DATA PROVIDED:

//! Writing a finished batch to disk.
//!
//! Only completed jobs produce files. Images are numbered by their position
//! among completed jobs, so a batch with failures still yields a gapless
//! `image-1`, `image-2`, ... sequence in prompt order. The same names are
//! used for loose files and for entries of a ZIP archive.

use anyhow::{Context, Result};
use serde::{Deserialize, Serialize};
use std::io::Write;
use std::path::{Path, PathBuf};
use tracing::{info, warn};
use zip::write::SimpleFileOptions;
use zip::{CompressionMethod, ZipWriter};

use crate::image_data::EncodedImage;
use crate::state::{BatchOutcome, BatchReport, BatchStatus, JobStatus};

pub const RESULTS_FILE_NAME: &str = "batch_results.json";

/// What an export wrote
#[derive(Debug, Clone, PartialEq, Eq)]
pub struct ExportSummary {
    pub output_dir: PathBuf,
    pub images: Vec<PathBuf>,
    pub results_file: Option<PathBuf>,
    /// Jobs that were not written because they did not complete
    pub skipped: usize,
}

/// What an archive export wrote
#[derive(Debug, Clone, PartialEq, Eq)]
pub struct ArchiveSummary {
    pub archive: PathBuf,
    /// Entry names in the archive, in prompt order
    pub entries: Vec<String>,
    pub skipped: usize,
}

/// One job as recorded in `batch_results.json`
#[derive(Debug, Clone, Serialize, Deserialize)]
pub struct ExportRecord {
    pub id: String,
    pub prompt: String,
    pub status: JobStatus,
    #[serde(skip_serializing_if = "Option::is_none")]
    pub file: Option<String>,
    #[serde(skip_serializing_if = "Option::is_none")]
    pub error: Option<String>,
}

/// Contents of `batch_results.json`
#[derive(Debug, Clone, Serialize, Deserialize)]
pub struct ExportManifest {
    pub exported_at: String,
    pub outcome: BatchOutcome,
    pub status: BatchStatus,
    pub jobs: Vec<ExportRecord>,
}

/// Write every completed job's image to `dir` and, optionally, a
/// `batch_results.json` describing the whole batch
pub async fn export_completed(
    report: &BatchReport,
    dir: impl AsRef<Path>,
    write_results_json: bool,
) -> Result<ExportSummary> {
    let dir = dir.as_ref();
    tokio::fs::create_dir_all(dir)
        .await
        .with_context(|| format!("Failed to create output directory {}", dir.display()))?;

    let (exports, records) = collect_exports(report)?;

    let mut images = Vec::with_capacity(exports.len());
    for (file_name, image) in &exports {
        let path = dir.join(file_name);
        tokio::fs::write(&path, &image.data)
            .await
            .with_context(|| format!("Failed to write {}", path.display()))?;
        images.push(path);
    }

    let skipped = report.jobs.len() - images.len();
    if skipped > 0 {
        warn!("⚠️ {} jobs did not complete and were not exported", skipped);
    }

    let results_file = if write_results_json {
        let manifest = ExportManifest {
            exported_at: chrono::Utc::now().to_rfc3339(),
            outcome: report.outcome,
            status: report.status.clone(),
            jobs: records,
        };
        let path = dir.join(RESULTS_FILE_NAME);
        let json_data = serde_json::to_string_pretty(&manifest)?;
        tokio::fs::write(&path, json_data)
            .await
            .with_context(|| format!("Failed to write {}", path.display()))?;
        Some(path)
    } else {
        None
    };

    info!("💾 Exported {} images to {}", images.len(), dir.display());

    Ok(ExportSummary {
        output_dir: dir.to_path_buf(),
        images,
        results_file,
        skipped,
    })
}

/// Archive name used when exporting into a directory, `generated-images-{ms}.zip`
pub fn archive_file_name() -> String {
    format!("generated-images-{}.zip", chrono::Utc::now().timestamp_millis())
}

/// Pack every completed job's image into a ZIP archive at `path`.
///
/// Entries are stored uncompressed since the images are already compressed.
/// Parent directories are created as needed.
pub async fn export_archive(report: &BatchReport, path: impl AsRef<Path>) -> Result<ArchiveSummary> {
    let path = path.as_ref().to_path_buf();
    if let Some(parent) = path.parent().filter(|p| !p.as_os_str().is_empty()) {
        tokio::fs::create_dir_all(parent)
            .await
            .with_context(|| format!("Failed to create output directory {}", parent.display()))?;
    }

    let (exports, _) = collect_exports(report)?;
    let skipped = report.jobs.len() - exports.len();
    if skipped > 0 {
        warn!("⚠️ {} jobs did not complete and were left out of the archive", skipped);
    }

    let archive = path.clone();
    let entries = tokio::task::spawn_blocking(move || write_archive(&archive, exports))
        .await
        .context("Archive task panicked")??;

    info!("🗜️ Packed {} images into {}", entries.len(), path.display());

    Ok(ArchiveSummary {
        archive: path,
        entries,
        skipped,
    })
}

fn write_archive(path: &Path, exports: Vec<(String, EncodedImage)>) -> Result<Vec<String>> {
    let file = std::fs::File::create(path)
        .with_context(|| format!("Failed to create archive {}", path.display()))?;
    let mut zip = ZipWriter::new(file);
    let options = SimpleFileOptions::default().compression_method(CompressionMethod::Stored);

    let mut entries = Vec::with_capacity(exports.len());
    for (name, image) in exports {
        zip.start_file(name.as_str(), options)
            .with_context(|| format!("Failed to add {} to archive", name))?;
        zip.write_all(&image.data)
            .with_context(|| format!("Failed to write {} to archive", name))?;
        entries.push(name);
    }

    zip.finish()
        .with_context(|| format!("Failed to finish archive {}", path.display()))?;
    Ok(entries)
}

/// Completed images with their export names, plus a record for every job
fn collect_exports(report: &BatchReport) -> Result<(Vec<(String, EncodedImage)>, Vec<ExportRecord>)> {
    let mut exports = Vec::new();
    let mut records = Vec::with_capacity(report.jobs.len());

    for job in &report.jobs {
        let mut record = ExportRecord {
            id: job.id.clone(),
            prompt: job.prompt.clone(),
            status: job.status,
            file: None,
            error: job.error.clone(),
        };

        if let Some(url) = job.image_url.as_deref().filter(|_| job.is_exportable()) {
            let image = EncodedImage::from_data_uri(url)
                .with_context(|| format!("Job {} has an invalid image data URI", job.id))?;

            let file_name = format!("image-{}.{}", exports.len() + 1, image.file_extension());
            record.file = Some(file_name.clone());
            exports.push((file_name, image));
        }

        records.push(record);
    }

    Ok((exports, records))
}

WORK TO COMPLETE: In the records above, find each line with the word "Some" and copy it out.

OUTPUT FOR THIS EXERCISE:
        Some(path)
    if let Some(parent) = path.parent().filter(|p| !p.as_os_str().is_empty()) {
        if let Some(url) = job.image_url.as_deref().filter(|_| job.is_exportable()) {
            record.file = Some(file_name.clone());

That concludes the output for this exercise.